Evidence of meeting #3 for Human Resources, Skills and Social Development and the Status of Persons with Disabilities in the 41st Parliament, 1st Session. (The original version is on Parliament’s site, as are the minutes.) The winning word was cmhc.

A recording is available from Parliament.

On the agenda

MPs speaking

Also speaking

Bayla Kolk  Assistant Deputy Minister, Labour Program, Compliance, Operations and Program Development, Department of Human Resources and Skills Development
Marie-Geneviève Mounier  Assistant Deputy Minister, Labour Program, Policy, Dispute Resolution, and International Affairs, Department of Human Resources and Skills Development
Karen Kinsley  President, Canada Mortgage and Housing Corporation
Debra Darke  Director, Community Development, Canada Mortgage and Housing Corporation

4:10 p.m.

Liberal

Rodger Cuzner Liberal Cape Breton—Canso, NS

Do you anticipate further demand for conciliation and arbitration going forward?

4:10 p.m.

Assistant Deputy Minister, Labour Program, Policy, Dispute Resolution, and International Affairs, Department of Human Resources and Skills Development

Marie-Geneviève Mounier

Not necessarily, because there's a period during which the parties are bargaining by themselves, so it's very difficult to anticipate.

4:15 p.m.

Liberal

Rodger Cuzner Liberal Cape Breton—Canso, NS

We've seen the axe fall on a couple of federal departments already, such as Environment, DFO, and HRSDC. We've seen that 600 people who process EI claims are going home, and this is pre-strategic review. You guys are a relatively smaller department, so I would think that any significant cuts in your department would be hard felt. Maybe you could give us some kind of indication as to what kind of impact this is going to have on the services you provide.

4:15 p.m.

Assistant Deputy Minister, Labour Program, Compliance, Operations and Program Development, Department of Human Resources and Skills Development

Bayla Kolk

The labour program did a strategic review, which was announced in March 2010, indicating that there would be reductions in the order of $7.3 million over three years. The findings of the Treasury Board ministers were that the labour program is important and relevant but that we should look at three areas. Number one is to eliminate red tape and streamline service delivery. Second is to align our program funding with actual needs. Third is to focus our programs on the core mandate and high-priority areas.

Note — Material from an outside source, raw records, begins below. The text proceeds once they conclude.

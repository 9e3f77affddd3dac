use chrono::TimeZone;
use proptest::prelude::*;

use super::*;

fn ev(t: i64, x: i64, y: i64, c: &str) -> PlacementEvent {
    PlacementEvent::new(Utc.timestamp_opt(t, 0).unwrap(), x, y, c)
}

#[test]
fn keeps_latest_event_per_cell() {
    let events = vec![ev(1, 0, 0, "a"), ev(3, 0, 0, "b"), ev(2, 1, 0, "c")];
    let out = latest_per_cell(&events);
    assert_eq!(out, vec![ev(3, 0, 0, "b"), ev(2, 1, 0, "c")]);
}

#[test]
fn ties_keep_first_in_input_order() {
    let mut events = vec![ev(5, 2, 2, "first"), ev(5, 2, 2, "second"), ev(4, 2, 2, "old")];
    retain_latest_per_cell(&mut events);
    assert_eq!(events, vec![ev(5, 2, 2, "first")]);
}

#[test]
fn survivors_keep_relative_order() {
    let mut events = vec![
        ev(1, 9, 9, "x"),
        ev(2, 0, 0, "y"),
        ev(3, 9, 9, "z"),
        ev(1, 5, 5, "w"),
    ];
    retain_latest_per_cell(&mut events);
    let textures: Vec<_> = events.iter().map(|e| e.texture.as_str()).collect();
    assert_eq!(textures, vec!["y", "z", "w"]);
}

#[test]
fn empty_input_is_untouched() {
    let mut events = Vec::new();
    retain_latest_per_cell(&mut events);
    assert!(events.is_empty());
}

proptest! {
    #[test]
    fn dedup_is_idempotent_and_one_per_cell(
        raw in prop::collection::vec((0i64..20, 0i64..4, 0i64..4, 0u8..3), 0..64)
    ) {
        let events: Vec<_> = raw
            .iter()
            .map(|(t, x, y, c)| ev(*t, *x, *y, &format!("t{c}")))
            .collect();

        let once = latest_per_cell(&events);
        let twice = latest_per_cell(&once);
        prop_assert_eq!(&once, &twice);

        let cells: HashSet<_> = events.iter().map(PlacementEvent::cell).collect();
        prop_assert_eq!(once.len(), cells.len());

        for survivor in &once {
            let max = events
                .iter()
                .filter(|e| e.cell() == survivor.cell())
                .map(|e| e.timestamp)
                .max()
                .unwrap();
            prop_assert_eq!(survivor.timestamp, max);
        }
    }
}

We have implemented our strategic review. We have had a very effective workforce management committee and have helped the affected employees--there are not many, but relative to our size, it's a significant number--to find other jobs, either within the program or elsewhere in the federal government.

We've worked closely with HR and HRSDC, because we are part of the portfolio, and we found that we could streamline in a number of areas using more modern technology and alternate methods. That's how we brought into effect the implementation of the strategic review. That's from what we've known today. The next step is not yet known to us.

4:15 p.m.

Liberal

Rodger Cuzner Liberal Cape Breton—Canso, NS

Have there been specific programs eliminated?

4:15 p.m.

Assistant Deputy Minister, Labour Program, Compliance, Operations and Program Development, Department of Human Resources and Skills Development

Bayla Kolk

It has been in the public domain that we have closed our industrial hygiene lab. That was done because of very reduced demand for that service and because of our analysis that provinces were no longer running laboratories of that type; they can be found in the private sector.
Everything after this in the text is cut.